As long as there are Muslims among us, there will always be Sudden Jihad Syndrome

Diana West posts a very instructive story by Antoine de Saint-Exupery about a Muslim chieftain in the Sahara, a long-time friend and ally of the French, who suddenly murdered in their sleep the French officers who were staying with him.

As I’ve said many times, it doesn’t matter if Muslims are “peaceful” or how long they have been “peaceful.” So long as they remain Muslims, even just nominal Muslims, they may at any time rediscover their true identity and faith as Muslims and recommence jihad, at happened with this chieftain.

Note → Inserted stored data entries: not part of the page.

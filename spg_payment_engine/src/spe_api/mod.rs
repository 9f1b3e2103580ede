//! # Payment engine public API
//!
//! The `spe_api` module exposes the programmatic API for the stablecoin payment engine. The API is
//! modular so clients can pick the functionality they need — the dashboard only ever constructs a
//! [`ledger_api::LedgerApi`] for balances and statements, while the webhook layer only needs a
//! [`settlement_api::SettlementApi`].
//!
//! * [`ledger_api`] owns every wallet mutation: credits, debits, manual adjustments, and the
//!   reconciliation sweep that proves each balance equals the sum of its ledger history.
//! * [`settlement_api`] turns authenticated payment-processor events into exactly-once wallet
//!   credits, and flags failed/refunded notices that need operator follow-up.
//! * [`withdrawal_api`] validates and records withdrawal intents and applies operator decisions.
//!
//! # API usage
//!
//! The pattern for all the APIs is the same. An API instance is created by supplying a database
//! backend that implements the backend traits required by the API.
//!
//! ```rust,ignore
//! use spg_payment_engine::{LedgerApi, SqliteDatabase};
//! let db = SqliteDatabase::new_with_url(...).await?;
//! // SqliteDatabase implements LedgerDatabase and WalletManagement
//! let api = LedgerApi::new(db, producers);
//! let balance = api.balance_for_owner("vendor-42").await?;
//! ```

pub mod errors;
pub mod ledger_api;
pub mod settlement_api;
pub mod settlement_objects;
pub mod withdrawal_api;
//! volnl — natural-language front end for Volatility 3.
//!
//! Startup sequence:
//!   1. Load .env (if present)
//!   2. Parse CLI args
//!   3. Load config
//!   4. Resolve effective log level (CLI `-v` flags > env > config)
//!   5. Init logger once
//!   6. Build the backend from the registry
//!   7. `--check`: ping the backend and exit
//!   8. Load the session context, run the pipeline, print the result
//!
//! The binary is only the host shim: it collects the query, backend
//! selection, and session context the way the surrounding plugin framework
//! would. All control flow lives in the library.

use tracing::info;

use volnl::error::AppError;
use volnl::executor::ProcessRunner;
use volnl::host::HostContext;
use volnl::{backend, config, logger, pipeline};

#[tokio::main]
async fn main() {
    if let Err(e) = run().await {
        eprintln!("error: {e}");
        std::process::exit(1);
    }
}

async fn run() -> Result<(), AppError> {
    // Load .env if present — ignore errors (file is optional).
    let _ = dotenvy::dotenv();

    let args = parse_cli_args();

    let mut config = config::load(args.config_path.as_deref())?;
    if let Some(backend_name) = &args.backend {
        config.backend.default = backend_name.clone();
    }
    if let Some(model) = &args.model {
        config.backend.ollama.model = model.clone();
        config.backend.openai.model = model.clone();
    }

    // Each -v raises one tier from the configured level.
    let effective_log_level = match args.verbosity {
        0 => config.log_level.as_str(),
        1 => "debug",
        _ => "trace",
    };
    logger::init(effective_log_level, args.verbosity > 0)?;

    info!(
        backend = %config.backend.default,
        effective_log_level = %effective_log_level,
        "config loaded"
    );

    let backend = backend::build(&config.backend, config.api_key.clone())
        .map_err(|e| AppError::Backend(e.to_string()))?;

    if args.check {
        return match backend.ping().await {
            Ok(()) => {
                println!("✓ {} backend reachable", backend.name());
                Ok(())
            }
            Err(e) => Err(AppError::Backend(format!(
                "{} backend not reachable: {e}",
                backend.name()
            ))),
        };
    }

    let Some(session_path) = &args.session_path else {
        return Err(AppError::Session(
            "no session context provided. Use -s/--session <file.toml>".into(),
        ));
    };
    let ctx = HostContext::from_path(std::path::Path::new(session_path))?;

    let Some(query) = &args.query else {
        return Err(AppError::Config(
            "no query provided. Pass your request as the positional argument".into(),
        ));
    };

    let runner = ProcessRunner::default();
    let result = pipeline::run(query, &backend, &ctx, &runner).await;
    println!("{result}");

    Ok(())
}

struct CliArgs {
    query: Option<String>,
    config_path: Option<String>,
    session_path: Option<String>,
    backend: Option<String>,
    model: Option<String>,
    check: bool,
    verbosity: u8,
}

fn parse_cli_args() -> CliArgs {
    let mut args = CliArgs {
        query: None,
        config_path: None,
        session_path: None,
        backend: None,
        model: None,
        check: false,
        verbosity: 0,
    };
    let mut positionals: Vec<String> = Vec::new();

    let mut iter = std::env::args().skip(1);
    while let Some(arg) = iter.next() {
        match arg.as_str() {
            "-h" | "--help" => {
                println!("Usage: volnl [OPTIONS] <QUERY>");
                println!();
                println!("Options:");
                println!("  -h, --help              Print help");
                println!("  -f, --config <PATH>     Path to configuration file (default: config/default.toml)");
                println!("  -s, --session <PATH>    Path to session context TOML (host layer tree)");
                println!("      --backend <NAME>    Backend override: ollama or openai");
                println!("      --model <NAME>      Model override for the active backend");
                println!("      --check             Ping the configured backend and exit");
                println!("  -v, -vv                 Increase logging verbosity");
                std::process::exit(0);
            }
            "-f" | "--config" => args.config_path = require_value(&mut iter, "-f/--config"),
            "-s" | "--session" => args.session_path = require_value(&mut iter, "-s/--session"),
            "--backend" => args.backend = require_value(&mut iter, "--backend"),
            "--model" => args.model = require_value(&mut iter, "--model"),
            "--check" => args.check = true,
            a if a.starts_with('-') && a.len() > 1 && a.chars().skip(1).all(|c| c == 'v') => {
                args.verbosity = args.verbosity.saturating_add((a.len() - 1) as u8);
            }
            _ => positionals.push(arg),
        }
    }

    if !positionals.is_empty() {
        args.query = Some(positionals.join(" "));
    }
    args
}

fn require_value(iter: &mut impl Iterator<Item = String>, flag: &str) -> Option<String> {
    match iter.next() {
        Some(value) => Some(value),
        None => {
            eprintln!("error: {flag} requires an argument");
            std::process::exit(1);
        }
    }
}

Also, as Saint-Exupery eloquently brings out, when they have their Islamic re-awakening, the fact that they have been friendly to infidels all these years may make them feel more guilty for having betrayed the faith and more set on killing the infidels.

We have brought millions of our potential murderers into our countries. For ten years my mantra has been: “Muslims do not belong in significant numbers in any Western country, period.” Who else in the West will say that?

- end of initial entry -

Scott B. writes:

A recent Mark Steyn post at The Corner, quoting a pre-PC work of fiction—a Flashman novel—made a similar point:

I wrote here yesterday about the accelerating campaign of “green-on-blueviolence—that’s to say, NATO-trained, NATO-paid Afghans turning on their Western “allies” and killing them. A handful of readers reminded me of this passage from George MacDonald Fraser’s very first Flashman novel, set 170 years ago in the First Anglo-Afghan War:

This I will say for the Afghan—he is a treacherous, evil brute when he wants to be, but while he is your friend he is a first-rate fellow. The point is, you must judge to a second when he is going to cease to be friendly. There is seldom any warning.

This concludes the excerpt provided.